# Choosing a selection of bands to have on hand. Brands and thicknesses?



## KYwisher (9 mo ago)

Right now I have Theraband Gold. But keeping up with happenings here on the forum I read about different brands, colors (thicknesses?) and other specifications. Brands I've never heard of are seen too. I buy from Amazon but can expand as I grow to other USA vendors I would expect. Were I to try to gather a small selection of band material to make my own, how would I go about it please? I've made notes when I read of a brand/thickness/taper others have had success with but this is getting sort of overwhelming.
My current ammo selection is 1/4 inch steel bearings, 5/16 inch steel bearings and 3/8 inch steel bearings. I will capture most of these for reuse over time and don't really expect to vary much from this selection, except to try making a BB shooter in the near future.
I'm thinking of perhaps 3 different materials to have on hand.
Thanks as always.
Don


----------



## AppalachianFlipShooter (May 9, 2020)

Most brands are going to come from China. The only 3 band suppliers in the USA that I know of are SimpleShot, Sling-Tech, and Tracy Ledbetter. SimpleShot sells their own brand, Sling-Tech sells GZK and Yellow BSB, and Tracy carries Falcon brand latex. To get brands like Precise, Sumeike, BSB white, Snipersling, etc., your only option is to either find a band supplier or make an order directly from a website that sells them 

Sent from my SM-N986U using Tapatalk


----------



## KYwisher (9 mo ago)

Oh. That does help. Thank you. Don


----------



## Bimbo (Oct 20, 2019)

Try the GZK web shop, for those ammo sizes i use the following:
3/8 and 5/16 ammo i use .60 and .65 precise bands, cut at 15 to 12 mm tapers for 3/8 ammo and 12 to 8mm tapers for 5/16, keep in mind i shoot full butterfly, so my tapers are rather thin, but send them fast enough to go through both sides of a bean or tuna can (the thick type, not the soda or beer kind)

For 1/4 inch steel, i use .45 precise bands, cut at 15 to 10 mm tapers; again, full butterfly.

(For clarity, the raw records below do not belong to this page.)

//! Command line entry point that wires the HTTP clients into a [`Harness`].
use crate::error::RuntimeError;
use crate::http::{http_client, HttpPaymentClient, HttpSutClient};
use crate::notify::SlackNotifier;
use crate::random::RandomData;
use clap::Parser;
use std::num::NonZeroU32;
use std::sync::Arc;
use std::time::Duration;
#[allow(unused)]
use tracing::{debug, error, info, instrument};
use trainbench::{BenchReport, DataProvider, Harness};
use trainbench_core::{
    PhaseConfig, PhaseKind, ScoreConfig, DEFAULT_API_TIMEOUT, DEFAULT_APPLICATION_BUDGET,
    DEFAULT_CONCURRENCY, DEFAULT_POSTTEST_DEADLINE, DEFAULT_PRETEST_DEADLINE,
    DEFAULT_RUN_DEADLINE,
};
use url::Url;

const DEFAULT_TARGET: &str = "http://127.0.0.1:3000";
const DEFAULT_PAYMENT: &str = "http://127.0.0.1:5000";

#[derive(Parser, Debug)]
#[command(version = "0.1", about = "Benchmarks a train reservation service.")]
pub struct BenchCli {
    /// Base URL of the service under test.
    #[arg(short, long, default_value = DEFAULT_TARGET)]
    pub target: Url,

    /// Base URL of the payment service.
    #[arg(short, long, default_value = DEFAULT_PAYMENT)]
    pub payment: Url,

    /// Run phase duration, e.g. `60s` or `2m`.
    #[arg(short, long, value_parser = humantime::parse_duration, default_value = "60s")]
    pub deadline: Duration,

    #[arg(long, value_parser = humantime::parse_duration, default_value = "30s")]
    pub pretest_deadline: Duration,

    #[arg(long, value_parser = humantime::parse_duration, default_value = "30s")]
    pub posttest_deadline: Duration,

    #[arg(long, value_parser = humantime::parse_duration, default_value = "10s")]
    pub api_timeout: Duration,

    /// Journeys in the first run wave.
    #[arg(short, long, default_value_t = DEFAULT_CONCURRENCY)]
    pub concurrency: usize,

    /// Upper bound on journeys per wave.
    #[arg(long)]
    pub max_level: Option<usize>,

    /// Requests per second across all journeys.
    #[arg(long)]
    pub tps: Option<NonZeroU32>,

    #[arg(long)]
    pub slack_webhook: Option<Url>,

    #[arg(long, default_value_t = DEFAULT_APPLICATION_BUDGET)]
    pub application_budget: u64,
}

/// Benchmark runtime over HTTP.
///
/// # Example
///
/// ```ignore
/// use trainbench_runtime::BenchRuntime;
///
/// #[tokio::main]
/// async fn main() {
///     let report = BenchRuntime::new().with_args().run().await;
/// }
/// ```
pub struct BenchRuntime {
    target: Option<Url>,
    payment: Option<Url>,
    phases: Vec<PhaseConfig>,
    score: ScoreConfig,
    slack_webhook: Option<Url>,
    data: Arc<dyn DataProvider>,
}

impl Default for BenchRuntime {
    fn default() -> Self {
        Self::new()
    }
}

impl BenchRuntime {
    pub fn new() -> Self {
        BenchRuntime {
            target: None,
            payment: None,
            phases: PhaseKind::ALL.into_iter().map(PhaseConfig::new).collect(),
            score: ScoreConfig::default(),
            slack_webhook: None,
            data: Arc::new(RandomData),
        }
    }

    /// Reads settings from the command line. See `--help`.
    ///
    /// ```ignore
    /// $ trainbench --target http://10.0.0.2:3000 --deadline 2m --tps 500
    /// ```
    pub fn with_args(self) -> Self {
        self.cli(BenchCli::parse())
    }

    pub fn cli(mut self, args: BenchCli) -> Self {
        self.target = Some(args.target);
        self.payment = Some(args.payment);
        self.slack_webhook = args.slack_webhook;
        self.score.application_budget = args.application_budget;

        for config in self.phases.iter_mut() {
            let deadline = match config.kind {
                PhaseKind::Initialize => config.deadline,
                PhaseKind::PreTest => args.pretest_deadline,
                PhaseKind::Run => args.deadline,
                PhaseKind::PostTest => args.posttest_deadline,
            };
            let mut updated = config.clone().deadline(deadline).tps_limit(args.tps);
            if config.kind != PhaseKind::Initialize {
                updated = updated.api_timeout(args.api_timeout);
            }
            if config.kind == PhaseKind::Run {
                updated = updated
                    .concurrency(args.concurrency)
                    .max_level(args.max_level);
            }
            *config = updated;
        }
        self
    }

    pub fn target(mut self, target: Url) -> Self {
        self.target = Some(target);
        self
    }

    pub fn payment(mut self, payment: Url) -> Self {
        self.payment = Some(payment);
        self
    }

    pub fn phase_config(mut self, config: PhaseConfig) -> Self {
        match self.phases.iter_mut().find(|c| c.kind == config.kind) {
            Some(existing) => *existing = config,
            None => self.phases.push(config),
        }
        self
    }

    pub fn score_config(mut self, score: ScoreConfig) -> Self {
        self.score = score;
        self
    }

    pub fn data(mut self, data: Arc<dyn DataProvider>) -> Self {
        self.data = data;
        self
    }

    pub fn config(&self, kind: PhaseKind) -> Option<&PhaseConfig> {
        self.phases.iter().find(|c| c.kind == kind)
    }

    #[instrument(name = "trainbench", skip_all)]
    pub async fn run(self) -> Result<BenchReport, RuntimeError> {
        let target = match self.target.clone() {
            Some(url) => url,
            None => Url::parse(DEFAULT_TARGET)?,
        };
        let payment_url = match self.payment.clone() {
            Some(url) => url,
            None => Url::parse(DEFAULT_PAYMENT)?,
        };
        info!("Benchmarking {target}, payment service at {payment_url}");

        let timeout = self
            .phases
            .iter()
            .map(|c| c.api_timeout)
            .max()
            .unwrap_or(DEFAULT_API_TIMEOUT);
        let client = http_client(timeout)?;

        let sut_client = client.clone();
        let payment = HttpPaymentClient::new(client.clone(), payment_url);
        let mut harness = Harness::new(
            move || HttpSutClient::new(sut_client.clone(), target.clone()),
            payment,
            self.data.clone(),
        )
        .score_config(self.score.clone());

        if let Some(webhook) = self.slack_webhook.clone() {
            info!("Critical errors are posted to Slack");
            harness = harness.notifier(Arc::new(SlackNotifier::new(client, webhook)));
        }
        for config in &self.phases {
            debug!("{} phase: {config:?}", config.kind);
            harness = harness.phase_config(config.clone());
        }

        let report = harness.run_all().await;
        if !report.passed {
            error!("Benchmark failed");
        }
        Ok(report)
    }
}

/// Writes the report as pretty JSON to `out`.
pub fn write_report<W: std::io::Write>(report: &BenchReport, out: W) -> Result<(), RuntimeError> {
    serde_json::to_writer_pretty(out, report)?;
    Ok(())
}
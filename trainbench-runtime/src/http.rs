//! HTTP clients for the service under test and the payment service.
use reqwest::cookie::{CookieStore, Jar};
use reqwest::header::{COOKIE, SET_COOKIE};
use reqwest::{Client, Method, RequestBuilder, Response};
use serde::de::DeserializeOwned;
use serde::Serialize;
use std::sync::Arc;
use std::time::Duration;
use tracing::trace;
use trainbench::client::{PaymentClient, SutClient};
use trainbench::ClientError;
use trainbench_core::{
    CardInformation, CardToken, CommitRequest, EndpointKind, InitializeResponse,
    PaymentSettlement, ReservationId, ReservationRequest, ReservationSummary, ReserveResponse,
    SeatMap, SeatQuery, StationInfo, TrainSearchQuery, TrainSummary, User,
};
use url::Url;

use crate::error::RuntimeError;

/// Builds the connection pool shared by every session.
///
/// `timeout` bounds a request at the transport level. The harness applies its own per-call
/// timeout on top.
pub fn http_client(timeout: Duration) -> Result<Client, RuntimeError> {
    Ok(Client::builder()
        .timeout(timeout)
        .user_agent(concat!("trainbench/", env!("CARGO_PKG_VERSION")))
        .build()?)
}

/// Client for one simulated user.
///
/// Connections are pooled across sessions but cookies are not: each client keeps its own jar,
/// so each journey logs in on its own.
pub struct HttpSutClient {
    client: Client,
    base: Url,
    jar: Arc<Jar>,
}

impl HttpSutClient {
    pub fn new(client: Client, base: Url) -> Self {
        Self {
            client,
            base,
            jar: Arc::new(Jar::default()),
        }
    }

    fn request(
        &self,
        kind: EndpointKind,
        id: Option<ReservationId>,
    ) -> Result<RequestBuilder, ClientError> {
        let url = join(&self.base, &kind.format_path(id))?;
        let method = if kind.method() == "GET" {
            Method::GET
        } else {
            Method::POST
        };
        trace!("{method} {url}");

        let cookies = self.jar.cookies(&url);
        let mut req = self.client.request(method, url);
        if let Some(cookies) = cookies {
            req = req.header(COOKIE, cookies);
        }
        Ok(req)
    }

    /// Sends the request and hands every `Set-Cookie` to the jar, which also drops expired
    /// cookies.
    async fn send(&self, req: RequestBuilder) -> Result<Response, ClientError> {
        let res = req.send().await.map_err(client_error)?;
        self.jar
            .set_cookies(&mut res.headers().get_all(SET_COOKIE).iter(), res.url());
        check_status(res).await
    }

    async fn json<T: DeserializeOwned>(&self, req: RequestBuilder) -> Result<T, ClientError> {
        let res = self.send(req).await?;
        res.json().await.map_err(client_error)
    }

    async fn empty(&self, req: RequestBuilder) -> Result<(), ClientError> {
        self.send(req).await?;
        Ok(())
    }

    fn with_body<B: Serialize>(
        &self,
        kind: EndpointKind,
        body: &B,
    ) -> Result<RequestBuilder, ClientError> {
        Ok(self.request(kind, None)?.json(body))
    }
}

impl SutClient for HttpSutClient {
    async fn initialize(&self) -> Result<InitializeResponse, ClientError> {
        self.json(self.request(EndpointKind::Initialize, None)?).await
    }

    async fn register(&self, user: &User) -> Result<(), ClientError> {
        self.empty(self.with_body(EndpointKind::Register, user)?)
            .await
    }

    async fn login(&self, user: &User) -> Result<(), ClientError> {
        self.empty(self.with_body(EndpointKind::Login, user)?).await
    }

    async fn logout(&self) -> Result<(), ClientError> {
        self.empty(self.request(EndpointKind::Logout, None)?).await
    }

    async fn list_stations(&self) -> Result<Vec<StationInfo>, ClientError> {
        self.json(self.request(EndpointKind::ListStations, None)?)
            .await
    }

    async fn search_trains(
        &self,
        query: &TrainSearchQuery,
    ) -> Result<Vec<TrainSummary>, ClientError> {
        self.json(self.request(EndpointKind::SearchTrains, None)?.query(query))
            .await
    }

    async fn list_seats(&self, query: &SeatQuery) -> Result<SeatMap, ClientError> {
        self.json(self.request(EndpointKind::ListSeats, None)?.query(query))
            .await
    }

    async fn reserve(&self, request: &ReservationRequest) -> Result<ReserveResponse, ClientError> {
        self.json(self.with_body(EndpointKind::Reserve, request)?)
            .await
    }

    async fn commit_reservation(
        &self,
        id: ReservationId,
        card_token: &str,
    ) -> Result<(), ClientError> {
        let commit = CommitRequest {
            reservation_id: id,
            card_token: card_token.to_string(),
        };
        self.empty(self.with_body(EndpointKind::CommitReservation, &commit)?)
            .await
    }

    async fn cancel_reservation(&self, id: ReservationId) -> Result<(), ClientError> {
        self.empty(self.request(EndpointKind::CancelReservation, Some(id))?)
            .await
    }

    async fn list_reservations(&self) -> Result<Vec<ReservationSummary>, ClientError> {
        self.json(self.request(EndpointKind::ListReservations, None)?)
            .await
    }

    async fn show_reservation(
        &self,
        id: ReservationId,
    ) -> Result<ReservationSummary, ClientError> {
        self.json(self.request(EndpointKind::ShowReservation, Some(id))?)
            .await
    }
}

/// Client for the payment service. Stateless, so a single one is shared by every journey.
pub struct HttpPaymentClient {
    client: Client,
    base: Url,
}

impl HttpPaymentClient {
    pub fn new(client: Client, base: Url) -> Self {
        Self { client, base }
    }

    async fn send(&self, req: RequestBuilder) -> Result<Response, ClientError> {
        let res = req.send().await.map_err(client_error)?;
        check_status(res).await
    }
}

impl PaymentClient for HttpPaymentClient {
    async fn initialize(&self) -> Result<(), ClientError> {
        let url = join(&self.base, "/initialize")?;
        self.send(self.client.post(url)).await?;
        Ok(())
    }

    async fn register_card(&self, card: &CardInformation) -> Result<String, ClientError> {
        let url = join(&self.base, "/card")?;
        let res = self.send(self.client.post(url).json(card)).await?;
        let token: CardToken = res.json().await.map_err(client_error)?;
        Ok(token.card_token)
    }

    async fn settlement(&self) -> Result<PaymentSettlement, ClientError> {
        let url = join(&self.base, "/result")?;
        let res = self.send(self.client.get(url)).await?;
        res.json().await.map_err(client_error)
    }
}

fn join(base: &Url, path: &str) -> Result<Url, ClientError> {
    base.join(path)
        .map_err(|err| ClientError::Request(format!("{path}: {err}")))
}

async fn check_status(res: Response) -> Result<Response, ClientError> {
    let status = res.status();
    if status.is_success() {
        return Ok(res);
    }
    let body = res.text().await.unwrap_or_default();
    Err(ClientError::Status {
        status: status.as_u16(),
        body,
    })
}

fn client_error(err: reqwest::Error) -> ClientError {
    if err.is_timeout() {
        ClientError::Timeout
    } else if err.is_decode() {
        ClientError::Decode(err.to_string())
    } else if err.is_builder() {
        ClientError::Request(err.to_string())
    } else {
        ClientError::Transport(err.to_string())
    }
}

#[cfg(test)]
mod tests {
    use super::*;
    use mock_service::ServiceOptions;
    use time::macros::date;

    async fn connect() -> (mock_service::MockHandle, Client) {
        let handle = mock_service::spawn(ServiceOptions::default()).await.unwrap();
        (handle, http_client(Duration::from_secs(5)).unwrap())
    }

    fn base(addr: std::net::SocketAddr) -> Url {
        Url::parse(&format!("http://{addr}")).unwrap()
    }

    #[test]
    fn paths_join_onto_the_base() {
        let base = Url::parse("http://10.0.0.1:3000").unwrap();
        let url = join(
            &base,
            &EndpointKind::CancelReservation.format_path(Some(12)),
        )
        .unwrap();
        assert_eq!(
            url.as_str(),
            "http://10.0.0.1:3000/api/user/reservations/12/cancel"
        );
    }

    #[tokio::test]
    async fn session_cookie_is_kept_per_client() {
        let (handle, client) = connect().await;
        let alice = HttpSutClient::new(client.clone(), base(handle.sut_addr));
        let bob = HttpSutClient::new(client, base(handle.sut_addr));

        let user = User::new("alice@example.com", "secret");
        alice.register(&user).await.unwrap();
        alice.login(&user).await.unwrap();

        assert!(alice.list_reservations().await.unwrap().is_empty());
        let err = bob.list_reservations().await.unwrap_err();
        assert_eq!(err.status(), Some(401));
    }

    #[tokio::test]
    async fn logout_ends_the_session() {
        let (handle, client) = connect().await;
        let sut = HttpSutClient::new(client, base(handle.sut_addr));

        let user = User::new("carol@example.com", "secret");
        sut.register(&user).await.unwrap();
        sut.login(&user).await.unwrap();
        assert!(sut.list_reservations().await.is_ok());

        sut.logout().await.unwrap();
        let err = sut.list_reservations().await.unwrap_err();
        assert_eq!(err.status(), Some(401));

        sut.login(&user).await.unwrap();
        assert!(sut.list_reservations().await.is_ok());
    }

    /// Answers `/api/user/reservations` with 200 whenever any session cookie is presented,
    /// so only the client's own cookie handling decides the outcome.
    async fn cookie_echo() -> std::net::SocketAddr {
        use axum::http::header::{COOKIE, SET_COOKIE};
        use axum::http::{HeaderMap, StatusCode};
        use axum::routing::{get, post};
        use axum::Router;

        let app = Router::new()
            .route(
                "/api/auth",
                post(|| async {
                    (
                        [(SET_COOKIE, "session=abc; Path=/; HttpOnly")],
                        StatusCode::OK,
                    )
                }),
            )
            .route(
                "/api/auth/logout",
                post(|| async {
                    (
                        [(SET_COOKIE, "session=; Path=/; Max-Age=0")],
                        StatusCode::OK,
                    )
                }),
            )
            .route(
                "/api/user/reservations",
                get(|headers: HeaderMap| async move {
                    match headers.get(COOKIE).and_then(|v| v.to_str().ok()) {
                        Some(cookie) if cookie.contains("session=abc") => {
                            (StatusCode::OK, "[]")
                        }
                        _ => (StatusCode::UNAUTHORIZED, "no session"),
                    }
                }),
            );
        let listener = tokio::net::TcpListener::bind("127.0.0.1:0").await.unwrap();
        let addr = listener.local_addr().unwrap();
        tokio::spawn(async move { axum::serve(listener, app).await });
        addr
    }

    #[tokio::test]
    async fn expired_cookie_is_not_sent_again() {
        let addr = cookie_echo().await;
        let client = http_client(Duration::from_secs(5)).unwrap();
        let sut = HttpSutClient::new(client.clone(), base(addr));
        let other = HttpSutClient::new(client, base(addr));

        assert_eq!(sut.list_reservations().await.unwrap_err().status(), Some(401));
        sut.login(&User::new("dave@example.com", "secret"))
            .await
            .unwrap();
        assert!(sut.list_reservations().await.unwrap().is_empty());
        assert_eq!(other.list_reservations().await.unwrap_err().status(), Some(401));

        sut.logout().await.unwrap();
        let err = sut.list_reservations().await.unwrap_err();
        assert!(
            matches!(err, ClientError::Status { status: 401, ref body } if body == "no session")
        );
    }

    #[tokio::test]
    async fn queries_and_bodies_reach_the_service() {
        let (handle, client) = connect().await;
        let sut = HttpSutClient::new(client.clone(), base(handle.sut_addr));
        let payment = HttpPaymentClient::new(client, base(handle.payment_addr));

        let init = SutClient::initialize(&sut).await.unwrap();
        assert_eq!(init.available_days, 159);
        PaymentClient::initialize(&payment).await.unwrap();
        assert_eq!(sut.list_stations().await.unwrap().len(), 82);

        let query = TrainSearchQuery {
            date: date!(2020 - 03 - 10),
            origin: "Tokyo".into(),
            destination: "Osaka".into(),
            train_class: None,
            adults: 1,
            children: 0,
        };
        let trains = sut.search_trains(&query).await.unwrap();
        assert!(!trains.is_empty());

        let card = CardInformation {
            card_number: "4111111111111111".into(),
            cvv: "123".into(),
            expiry_date: "11/30".into(),
        };
        let token = payment.register_card(&card).await.unwrap();
        assert!(!token.is_empty());
        assert!(payment.settlement().await.unwrap().records.is_empty());
    }

    #[tokio::test]
    async fn error_statuses_carry_the_body() {
        let (handle, client) = connect().await;
        let sut = HttpSutClient::new(client, base(handle.sut_addr));

        let user = User::new("nobody@example.com", "secret");
        let err = sut.login(&user).await.unwrap_err();
        assert!(matches!(err, ClientError::Status { status: 401, .. }));
    }

    #[tokio::test]
    async fn unreachable_service_is_a_transport_error() {
        let client = http_client(Duration::from_secs(1)).unwrap();
        let sut = HttpSutClient::new(client, Url::parse("http://127.0.0.1:1").unwrap());
        let err = sut.list_stations().await.unwrap_err();
        assert!(matches!(err, ClientError::Transport(_)));
    }
}
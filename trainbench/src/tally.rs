//! Per-phase error tallies.
use crate::client::Notifier;
use crate::error::{BenchError, Severity};
use serde::{Deserialize, Serialize};
use std::collections::HashSet;
use std::sync::{Arc, PoisonError, RwLock, RwLockReadGuard, RwLockWriteGuard};
use tracing::{error, warn};
use trainbench_core::{PhaseKind, ScoreConfig};

#[derive(Debug, Default, Clone, Copy, PartialEq, Eq, Serialize, Deserialize)]
pub struct TallyCounts {
    pub critical: u64,
    pub application: u64,
    pub timeout: u64,
    pub temporary: u64,
}

impl TallyCounts {
    /// Timeouts and temporary errors together.
    pub fn trivial(&self) -> u64 {
        self.timeout + self.temporary
    }

    pub fn total(&self) -> u64 {
        self.critical + self.application + self.trivial()
    }

    fn increment(&mut self, severity: Severity) {
        match severity {
            Severity::Critical => self.critical += 1,
            Severity::Application => self.application += 1,
            Severity::Timeout => self.timeout += 1,
            Severity::Temporary => self.temporary += 1,
        }
    }
}

#[derive(Default)]
struct TallyState {
    msgs: Vec<String>,
    counts: TallyCounts,
}

/// Running error counters for one phase.
///
/// Every added error increments its severity counter. Messages are kept in arrival order;
/// deduplication only applies to [`ErrorTally::unique_msgs`].
pub struct ErrorTally {
    phase: PhaseKind,
    config: ScoreConfig,
    state: RwLock<TallyState>,
    notifier: Option<Arc<dyn Notifier>>,
}

impl ErrorTally {
    pub fn new(phase: PhaseKind, config: ScoreConfig) -> Self {
        Self {
            phase,
            config,
            state: RwLock::new(TallyState::default()),
            notifier: None,
        }
    }

    pub fn with_notifier(mut self, notifier: Arc<dyn Notifier>) -> Self {
        self.notifier = Some(notifier);
        self
    }

    pub fn phase(&self) -> PhaseKind {
        self.phase
    }

    pub fn add(&self, err: BenchError) {
        let msg = err.display_message();
        match err.severity {
            Severity::Critical => {
                error!(phase = %self.phase, "{msg}");
                if let Some(notifier) = &self.notifier {
                    notifier.notify(err.severity, &msg);
                }
            }
            _ => warn!(phase = %self.phase, "{msg}"),
        }

        let mut state = self.write();
        state.counts.increment(err.severity);
        state.msgs.push(msg);
    }

    pub fn counts(&self) -> TallyCounts {
        self.read().counts
    }

    pub fn is_error(&self) -> bool {
        self.counts().total() > 0
    }

    /// True once a critical error was seen or a severity budget is exhausted.
    pub fn is_failure(&self) -> bool {
        let counts = self.counts();
        let over = |count: u64, budget: Option<u64>| budget.is_some_and(|b| count >= b);

        counts.critical > 0
            || counts.application >= self.config.application_budget
            || over(counts.timeout, self.config.timeout_budget)
            || over(counts.temporary, self.config.temporary_budget)
    }

    pub fn penalty(&self) -> u64 {
        penalty(&self.counts(), &self.config)
    }

    pub fn msgs(&self) -> Vec<String> {
        self.read().msgs.clone()
    }

    /// Distinct messages in first-seen order.
    pub fn unique_msgs(&self) -> Vec<String> {
        let state = self.read();
        let mut seen = HashSet::new();
        state
            .msgs
            .iter()
            .filter(|msg| seen.insert(msg.as_str()))
            .cloned()
            .collect()
    }

    pub fn reset(&self) {
        *self.write() = TallyState::default();
    }

    pub fn snapshot(&self) -> TallySnapshot {
        TallySnapshot {
            phase: self.phase,
            counts: self.counts(),
            messages: self.unique_msgs(),
            penalty: self.penalty(),
            failed: self.is_failure(),
        }
    }

    fn read(&self) -> RwLockReadGuard<'_, TallyState> {
        self.state.read().unwrap_or_else(PoisonError::into_inner)
    }

    fn write(&self) -> RwLockWriteGuard<'_, TallyState> {
        self.state.write().unwrap_or_else(PoisonError::into_inner)
    }
}

pub fn penalty(counts: &TallyCounts, config: &ScoreConfig) -> u64 {
    let mut penalty = counts.application * config.application_penalty_weight;

    let trivial = counts.trivial();
    if trivial > config.trivial_penalty_threshold {
        let over = (trivial - config.trivial_penalty_threshold)
            .checked_div(config.trivial_penalty_per_count)
            .unwrap_or(0);
        penalty += config.trivial_penalty_weight * (1 + over);
    }

    penalty
}

#[derive(Debug, Clone, PartialEq, Serialize, Deserialize)]
pub struct TallySnapshot {
    pub phase: PhaseKind,
    pub counts: TallyCounts,
    pub messages: Vec<String>,
    pub penalty: u64,
    pub failed: bool,
}

/// One tally per phase, shared by every task of a benchmark run.
pub struct ErrorTallies {
    tallies: [ErrorTally; 4],
}

impl ErrorTallies {
    pub fn new(config: ScoreConfig, notifier: Option<Arc<dyn Notifier>>) -> Self {
        let tallies = PhaseKind::ALL.map(|phase| {
            let tally = ErrorTally::new(phase, config.clone());
            match &notifier {
                Some(notifier) => tally.with_notifier(notifier.clone()),
                None => tally,
            }
        });
        Self { tallies }
    }

    pub fn get(&self, phase: PhaseKind) -> &ErrorTally {
        let idx = PhaseKind::ALL
            .iter()
            .position(|p| *p == phase)
            .unwrap_or_default();
        &self.tallies[idx]
    }

    pub fn snapshot(&self) -> Vec<TallySnapshot> {
        self.tallies.iter().map(ErrorTally::snapshot).collect()
    }
}

impl Default for ErrorTallies {
    fn default() -> Self {
        Self::new(ScoreConfig::default(), None)
    }
}
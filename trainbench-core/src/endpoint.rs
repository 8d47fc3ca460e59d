use crate::{step_labels, ReservationId, StepLabels};
use serde::{Deserialize, Serialize};
use std::fmt;

/// Service endpoints the harness scores. Parameterized endpoints are tracked per kind, not
/// per reservation.
#[derive(Debug, Clone, Copy, PartialEq, Eq, Hash, PartialOrd, Ord, Serialize, Deserialize)]
#[serde(rename_all = "snake_case")]
pub enum EndpointKind {
    Initialize,
    Register,
    Login,
    Logout,
    ListStations,
    SearchTrains,
    ListSeats,
    Reserve,
    CommitReservation,
    CancelReservation,
    ListReservations,
    ShowReservation,
}

impl EndpointKind {
    pub const ALL: [EndpointKind; 12] = [
        EndpointKind::Initialize,
        EndpointKind::Register,
        EndpointKind::Login,
        EndpointKind::Logout,
        EndpointKind::ListStations,
        EndpointKind::SearchTrains,
        EndpointKind::ListSeats,
        EndpointKind::Reserve,
        EndpointKind::CommitReservation,
        EndpointKind::CancelReservation,
        EndpointKind::ListReservations,
        EndpointKind::ShowReservation,
    ];

    pub fn method(&self) -> &'static str {
        use EndpointKind::*;
        match self {
            ListStations | SearchTrains | ListSeats | ListReservations | ShowReservation => "GET",
            _ => "POST",
        }
    }

    /// Route template; `{id}` stands for a reservation id.
    pub fn path(&self) -> &'static str {
        use EndpointKind::*;
        match self {
            Initialize => "/initialize",
            Register => "/api/user",
            Login => "/api/auth",
            Logout => "/api/auth/logout",
            ListStations => "/api/stations",
            SearchTrains => "/api/train/search",
            ListSeats => "/api/train/seats",
            Reserve => "/api/train/reserve",
            CommitReservation => "/api/train/reservation/commit",
            CancelReservation => "/api/user/reservations/{id}/cancel",
            ListReservations => "/api/user/reservations",
            ShowReservation => "/api/user/reservations/{id}",
        }
    }

    pub fn is_dynamic(&self) -> bool {
        matches!(
            self,
            EndpointKind::CancelReservation | EndpointKind::ShowReservation
        )
    }

    pub fn weight(&self) -> u64 {
        1
    }

    /// Concrete path for a request, substituting the reservation id into dynamic routes.
    pub fn format_path(&self, id: Option<ReservationId>) -> String {
        match id {
            Some(id) if self.is_dynamic() => self.path().replace("{id}", &id.to_string()),
            _ => self.path().to_string(),
        }
    }

    pub fn labels(&self) -> StepLabels {
        use EndpointKind::*;
        match self {
            Initialize => step_labels!(initialize),
            Register => step_labels!(register),
            Login => step_labels!(login),
            Logout => step_labels!(logout),
            ListStations => step_labels!(list_stations),
            SearchTrains => step_labels!(search_trains),
            ListSeats => step_labels!(list_seats),
            Reserve => step_labels!(reserve),
            CommitReservation => step_labels!(commit_reservation),
            CancelReservation => step_labels!(cancel_reservation),
            ListReservations => step_labels!(list_reservations),
            ShowReservation => step_labels!(show_reservation),
        }
    }
}

impl fmt::Display for EndpointKind {
    fn fmt(&self, f: &mut fmt::Formatter<'_>) -> fmt::Result {
        write!(f, "{} {}", self.method(), self.path())
    }
}

#[cfg(test)]
mod tests {
    use super::*;

    #[test]
    fn dynamic_paths() {
        assert_eq!(
            EndpointKind::ShowReservation.format_path(Some(42)),
            "/api/user/reservations/42"
        );
        assert_eq!(
            EndpointKind::CancelReservation.format_path(Some(7)),
            "/api/user/reservations/7/cancel"
        );
        assert_eq!(
            EndpointKind::Reserve.format_path(Some(7)),
            "/api/train/reserve"
        );
        assert_eq!(
            EndpointKind::ALL.iter().filter(|k| k.is_dynamic()).count(),
            2
        );
    }

    #[test]
    fn labels() {
        let labels = EndpointKind::ListSeats.labels();
        assert_eq!(labels.success, "list_seats_success");
        assert_eq!(labels.error, "list_seats_error");
        assert_eq!(labels.latency, "list_seats_latency");
    }

    #[test]
    fn display() {
        assert_eq!(
            EndpointKind::Login.to_string(),
            "POST /api/auth"
        );
        assert_eq!(
            EndpointKind::Logout.to_string(),
            "POST /api/auth/logout"
        );
    }
}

For short draw, i would addd about 30% in the taper width, and it will give you great speeds on the 3 ammo types.

Hope this helps!


----------



## StringSlap (Mar 2, 2019)

Double L Slingshot Supplies is also an excellent US supplier. He carries Sumieke, Precise, BSB, and others, just not in a wide variety of sizes. With your ammo choices, you would be fine with a section of .40, .45 and .50 to experiment with.


----------



## cromag (Jan 17, 2021)

Avoid Amazon if you can if you live in a State with online sales tax. By direct from the merchant.


----------



## KYwisher (9 mo ago)

Hey thanks folks so much! I have a better idea of how to proceed now.
Oh.I have found that most retailers I have bought from out of state online (airbrush supplies, woodwork tooling, other hobby supplies) have begun charging tax on supplies too.
Don


----------



## cromag (Jan 17, 2021)

Most of the time I have found the third party middlemen are the ones doing the work for Tax and Rev.
Amazon , ebay and sometimes paypal. On anything expensive I avoid all three and use the card direct . Almost 8% here and that adds up fast!! Most cards have some form of buyers insurance that comes with a purchase.


----------



## Ibojoe (Mar 13, 2016)

Amazon no good for elastic. I use dbl L slingshot supply here in Arkansas. Good selection and fast shipping


----------



## Stankard757 (Apr 20, 2020)

AppalachianFlipShooter said:


> Most brands are going to come from China. The only 3 band suppliers in the USA that I know of are SimpleShot, Sling-Tech, and Tracy Ledbetter. SimpleShot sells their own brand, Sling-Tech sells GZK and Yellow BSB, and Tracy carries Falcon brand latex. To get brands like Precise, Sumeike, BSB white, Snipersling, etc., your only option is to either find a band supplier or make an order directly from a website that sells them
> 
> Sent from my SM-N986U using Tapatalk


There's also Double L Slingshot Supplies 

Sent from my LE2117 using Tapatalk


----------



## AppalachianFlipShooter (May 9, 2020)

Stankard757 said:


> There's also Double L Slingshot Supplies
> 
> Sent from my LE2117 using Tapatalk


I completely forgot about them! You're right. I've ordered from them before

Sent from my SM-N986U using Tapatalk


----------